Maria Schneider is a noted American jazz composer and big band conductor who, like her mentors, the late Gil Evans and Bob Brookmeyer, creates unique and celebrated musical pieces for large bands. Schneider has often referred to her works as jazz chamber music. She's earned critical and popular accolades throughout her career, most often from European audiences and critics.

Schneider was born and raised in Windom, Minnesota, where she began taking piano and music theory at the age of five. Her first teacher was a jazz pianist who had moved to the town from Chicago. She also took the requisite ballet and tap and figure skating lessons and later played clarinet in school band as well as violin. After high school, she attended the University of Minnesota, where an American Ballet Theater performance of Leonard Bernstein's ballet Fancy Free made her calling clear. "I was hoping to be a composer of some sort, but I wasn't sure if I had the talent. But that night ... I remember thinking, `Oh, my God.
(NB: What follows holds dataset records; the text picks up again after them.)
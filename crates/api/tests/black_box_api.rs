use std::sync::Arc;

use chrono::{Duration as ChronoDuration, Utc};
use jsonwebtoken::{Algorithm, EncodingKey, Header};
use reqwest::StatusCode;
use serde_json::json;

use roofline_api::app::services::{Adapters, AppServices};
use roofline_auth::{AdminClaims, Role};
use roofline_catalog::{Category, PricingRecord, SolutionId};
use roofline_core::UserId;
use roofline_infra::InMemoryCatalog;
use roofline_infra::config::AppConfig;
use roofline_notify::LoggingNotifier;
use roofline_quotes::CalculatorSettings;

const JWT_SECRET: &str = "test-secret";

struct TestServer {
    base_url: String,
    handle: tokio::task::JoinHandle<()>,
}

impl TestServer {
    /// Production wiring with the seeded in-memory catalog.
    async fn spawn() -> Self {
        let mut cfg = AppConfig::default();
        cfg.auth.jwt_secret = JWT_SECRET.to_string();

        let app = roofline_api::app::build_app(cfg)
            .await
            .expect("failed to build app");
        Self::serve(app).await
    }

    /// Same router over a caller-supplied catalog.
    async fn spawn_with_catalog(catalog: InMemoryCatalog) -> Self {
        let services = AppServices::start(
            Adapters::from_catalog(Arc::new(catalog)),
            CalculatorSettings::default(),
            Arc::new(LoggingNotifier),
        );
        let app = roofline_api::app::router(Arc::new(services), JWT_SECRET.as_bytes().to_vec());
        Self::serve(app).await
    }

    async fn serve(app: axum::Router) -> Self {
        let listener = tokio::net::TcpListener::bind("127.0.0.1:0")
            .await
            .expect("failed to bind ephemeral port");
        let addr = listener.local_addr().unwrap();
        let base_url = format!("http://{}", addr);

        let handle = tokio::spawn(async move {
            axum::serve(listener, app).await.unwrap();
        });

        Self { base_url, handle }
    }

    fn url(&self, path: &str) -> String {
        format!("{}{}", self.base_url, path)
    }
}

impl Drop for TestServer {
    fn drop(&mut self) {
        self.handle.abort();
    }
}

fn mint_jwt(roles: Vec<Role>) -> String {
    let now = Utc::now();
    let claims = AdminClaims {
        sub: UserId::new(),
        email: "ops@example.com".to_string(),
        roles,
        issued_at: now - ChronoDuration::seconds(5),
        expires_at: now + ChronoDuration::minutes(10),
    };

    jsonwebtoken::encode(
        &Header::new(Algorithm::HS256),
        &claims,
        &EncodingKey::from_secret(JWT_SECRET.as_bytes()),
    )
    .expect("failed to encode jwt")
}

fn tier(id: &str, rank: i32, category: Category, cash: f64, installments: f64) -> PricingRecord {
    PricingRecord {
        internal_id: SolutionId::parse(id).unwrap(),
        title: format!("Tier {id}"),
        category,
        price_per_area_cash: cash,
        price_per_area_installments: installments,
        order_rank: rank,
        city: "Campinas".to_string(),
        description: None,
        warranty_years: None,
        active: true,
    }
}

fn two_tier_catalog() -> InMemoryCatalog {
    let catalog = InMemoryCatalog::new();
    catalog.insert_pricing(tier("a", 1, Category::Concrete, 100.0, 120.0)).unwrap();
    catalog.insert_pricing(tier("b", 2, Category::Concrete, 150.0, 180.0)).unwrap();
    catalog
}

async fn calculate(srv: &TestServer, body: serde_json::Value) -> (StatusCode, serde_json::Value) {
    let res = reqwest::Client::new()
        .post(srv.url("/quotes/calculate"))
        .json(&body)
        .send()
        .await
        .unwrap();
    let status = res.status();
    (status, res.json().await.unwrap())
}

#[tokio::test]
async fn health_is_public() {
    let srv = TestServer::spawn().await;

    let res = reqwest::get(srv.url("/health")).await.unwrap();
    assert_eq!(res.status(), StatusCode::OK);
}

#[tokio::test]
async fn quote_with_upsell_for_the_next_tier() {
    let srv = TestServer::spawn_with_catalog(two_tier_catalog()).await;

    let (status, body) = calculate(&srv, json!({ "area": 100, "solution_id": "a" })).await;

    assert_eq!(status, StatusCode::OK);
    assert_eq!(
        body,
        json!({
            "success": true,
            "data": { "totalCash": 10000, "totalInstallments": 12000 },
            "upsell": {
                "totalCash": 15000,
                "totalInstallments": 18000,
                "title": "Tier b",
                "internal_id": "b"
            }
        })
    );
}

#[tokio::test]
async fn small_area_is_raised_to_the_minimum_price() {
    let srv = TestServer::spawn_with_catalog(two_tier_catalog()).await;

    let (status, body) = calculate(&srv, json!({ "area": 10, "solution_id": "a" })).await;

    assert_eq!(status, StatusCode::OK);
    assert_eq!(body["data"]["totalCash"], 5900);
    assert_eq!(body["data"]["totalInstallments"], 5900);
}

#[tokio::test]
async fn top_tier_has_no_upsell() {
    let srv = TestServer::spawn_with_catalog(two_tier_catalog()).await;

    let (status, body) = calculate(&srv, json!({ "area": 100, "solution_id": "b" })).await;

    assert_eq!(status, StatusCode::OK);
    assert_eq!(body["success"], true);
    assert!(body["upsell"].is_null());
}

#[tokio::test]
async fn invalid_input_returns_the_failure_envelope() {
    let srv = TestServer::spawn_with_catalog(two_tier_catalog()).await;

    let (status, body) = calculate(&srv, json!({ "area": 0, "solution_id": "a" })).await;
    assert_eq!(status, StatusCode::UNPROCESSABLE_ENTITY);
    assert_eq!(body["success"], false);
    assert_eq!(body["error"], "invalid_area");
    assert!(body["upsell"].is_null());

    let (status, body) = calculate(&srv, json!({ "area": 50 })).await;
    assert_eq!(status, StatusCode::UNPROCESSABLE_ENTITY);
    assert_eq!(body["error"], "invalid_solution_id");
}

#[tokio::test]
async fn unreadable_body_still_gets_the_failure_envelope() {
    let srv = TestServer::spawn_with_catalog(two_tier_catalog()).await;

    let res = reqwest::Client::new()
        .post(srv.url("/quotes/calculate"))
        .header("content-type", "application/json")
        .body("area=100&solution_id=a")
        .send()
        .await
        .unwrap();

    assert_eq!(res.status(), StatusCode::UNPROCESSABLE_ENTITY);
    let body: serde_json::Value = res.json().await.unwrap();
    assert_eq!(body["success"], false);
    assert_eq!(body["error"], "invalid_area");
    assert!(body["upsell"].is_null());
}

#[tokio::test]
async fn oversized_area_is_rejected_as_invalid_input() {
    let srv = TestServer::spawn_with_catalog(two_tier_catalog()).await;

    let (status, body) = calculate(&srv, json!({ "area": 1e18, "solution_id": "a" })).await;

    assert_eq!(status, StatusCode::UNPROCESSABLE_ENTITY);
    assert_eq!(body["error"], "invalid_area");
}

#[tokio::test]
async fn unknown_solution_is_not_found() {
    let srv = TestServer::spawn_with_catalog(two_tier_catalog()).await;

    let (status, body) = calculate(&srv, json!({ "area": 100, "solution_id": "zzz" })).await;

    assert_eq!(status, StatusCode::NOT_FOUND);
    assert_eq!(body["success"], false);
    assert_eq!(body["error"], "solution_not_found");
}

#[tokio::test]
async fn empty_catalog_is_pricing_unavailable() {
    let srv = TestServer::spawn_with_catalog(InMemoryCatalog::new()).await;

    let (status, body) = calculate(
        &srv,
        json!({ "area": 100, "solution_id": "a", "city": "Sorocaba" }),
    )
    .await;

    assert_eq!(status, StatusCode::SERVICE_UNAVAILABLE);
    assert_eq!(body["success"], false);
    assert_eq!(body["error"], "pricing_unavailable");
}

#[tokio::test]
async fn unknown_city_falls_back_to_default_pricing() {
    let srv = TestServer::spawn().await;

    let (status, body) = calculate(
        &srv,
        json!({ "area": 100, "solution_id": "manta-asfaltica", "city": "Manaus" }),
    )
    .await;

    assert_eq!(status, StatusCode::OK);
    assert_eq!(body["data"]["totalCash"], 8990);
    assert_eq!(body["data"]["totalInstallments"], 10790);
    assert_eq!(body["upsell"]["internal_id"], "manta-liquida");
    assert_eq!(body["upsell"]["totalCash"], 11990);
}

#[tokio::test]
async fn products_report_which_city_priced_them() {
    let srv = TestServer::spawn().await;

    let body: serde_json::Value = reqwest::get(srv.url("/products?city=Sorocaba"))
        .await
        .unwrap()
        .json()
        .await
        .unwrap();
    assert_eq!(body["pricing_city"], "Sorocaba");
    let ranks: Vec<i64> = body["products"]
        .as_array()
        .unwrap()
        .iter()
        .map(|p| p["order_rank"].as_i64().unwrap())
        .collect();
    assert_eq!(ranks, vec![1, 2, 3, 4]);

    let body: serde_json::Value = reqwest::get(srv.url("/products?city=Manaus"))
        .await
        .unwrap()
        .json()
        .await
        .unwrap();
    assert_eq!(body["city"], "Manaus");
    assert_eq!(body["pricing_city"], "Campinas");
}

#[tokio::test]
async fn locations_are_listed_by_state_then_city() {
    let srv = TestServer::spawn().await;

    let body: serde_json::Value = reqwest::get(srv.url("/locations"))
        .await
        .unwrap()
        .json()
        .await
        .unwrap();
    let slugs: Vec<&str> = body
        .as_array()
        .unwrap()
        .iter()
        .map(|l| l["slug"].as_str().unwrap())
        .collect();
    assert_eq!(slugs, vec!["belo-horizonte", "campinas", "jundiai", "sorocaba"]);

    let res = reqwest::get(srv.url("/locations/campinas")).await.unwrap();
    assert_eq!(res.status(), StatusCode::OK);

    let res = reqwest::get(srv.url("/locations/manaus")).await.unwrap();
    assert_eq!(res.status(), StatusCode::NOT_FOUND);
}

#[tokio::test]
async fn blog_hides_drafts_and_lists_newest_first() {
    let srv = TestServer::spawn().await;

    let body: serde_json::Value = reqwest::get(srv.url("/blog?limit=2"))
        .await
        .unwrap()
        .json()
        .await
        .unwrap();
    let slugs: Vec<&str> = body
        .as_array()
        .unwrap()
        .iter()
        .map(|p| p["slug"].as_str().unwrap())
        .collect();
    assert_eq!(slugs, vec!["telhado-metalico-no-verao", "manta-asfaltica-ou-liquida"]);

    let res = reqwest::get(srv.url("/blog/garantia-estendida")).await.unwrap();
    assert_eq!(res.status(), StatusCode::NOT_FOUND);
}

#[tokio::test]
async fn admin_routes_require_an_admin_token() {
    let srv = TestServer::spawn().await;
    let client = reqwest::Client::new();

    let res = client.get(srv.url("/admin/whoami")).send().await.unwrap();
    assert_eq!(res.status(), StatusCode::UNAUTHORIZED);

    let res = client
        .get(srv.url("/admin/whoami"))
        .bearer_auth("not-a-jwt")
        .send()
        .await
        .unwrap();
    assert_eq!(res.status(), StatusCode::UNAUTHORIZED);

    let res = client
        .get(srv.url("/admin/quotes"))
        .bearer_auth(mint_jwt(vec![Role::new("editor")]))
        .send()
        .await
        .unwrap();
    assert_eq!(res.status(), StatusCode::FORBIDDEN);

    let res = client
        .get(srv.url("/admin/whoami"))
        .bearer_auth(mint_jwt(vec![Role::ADMIN]))
        .send()
        .await
        .unwrap();
    assert_eq!(res.status(), StatusCode::OK);
    let body: serde_json::Value = res.json().await.unwrap();
    assert_eq!(body["email"], "ops@example.com");
    assert!(body["roles"].as_array().unwrap().iter().any(|r| r == "admin"));
}

#[tokio::test]
async fn submitted_quote_is_visible_to_admins() {
    let srv = TestServer::spawn().await;
    let client = reqwest::Client::new();

    let res = client
        .post(srv.url("/quotes"))
        .json(&json!({
            "customer_name": "Maria Souza",
            "phone": "(19) 99876-5432",
            "city": "Campinas",
            "area": 100,
            "solution_id": "manta-asfaltica"
        }))
        .send()
        .await
        .unwrap();
    assert_eq!(res.status(), StatusCode::CREATED);
    let created: serde_json::Value = res.json().await.unwrap();
    let id = created["id"].as_str().unwrap().to_string();
    assert_eq!(created["quote"]["success"], true);
    assert_eq!(created["quote"]["data"]["totalCash"], 8990);

    let leads: serde_json::Value = client
        .get(srv.url("/admin/quotes?limit=10"))
        .bearer_auth(mint_jwt(vec![Role::ADMIN]))
        .send()
        .await
        .unwrap()
        .json()
        .await
        .unwrap();
    let lead = &leads.as_array().unwrap()[0];
    assert_eq!(lead["id"], id.as_str());
    assert_eq!(lead["phone"], "19998765432");
    assert_eq!(lead["total_cash"], 8990);
}

#[tokio::test]
async fn submission_with_bad_phone_is_rejected() {
    let srv = TestServer::spawn().await;

    let res = reqwest::Client::new()
        .post(srv.url("/quotes"))
        .json(&json!({
            "customer_name": "Maria",
            "phone": "1234",
            "area": 100,
            "solution_id": "manta-asfaltica"
        }))
        .send()
        .await
        .unwrap();

    assert_eq!(res.status(), StatusCode::UNPROCESSABLE_ENTITY);
    let body: serde_json::Value = res.json().await.unwrap();
    assert_eq!(body["error"], "invalid_lead");
}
This is what I want to do,'" she told Down Beat.

With bachelors degrees in music theory and composition, Schneider began graduate studies at the Eastman School of Music in Rochester, New York, where she studied jazz and contemporary writing. She earned a masters degree in 1985, and moved to New York City that summer. A National Endowment for the Arts grant gave her the opportunity to study with Bob Brookmeyer, a trombone player and a noted jazz composer/arranger whom she counts as one of two influential mentors. She studied with him between 1986 and 1991.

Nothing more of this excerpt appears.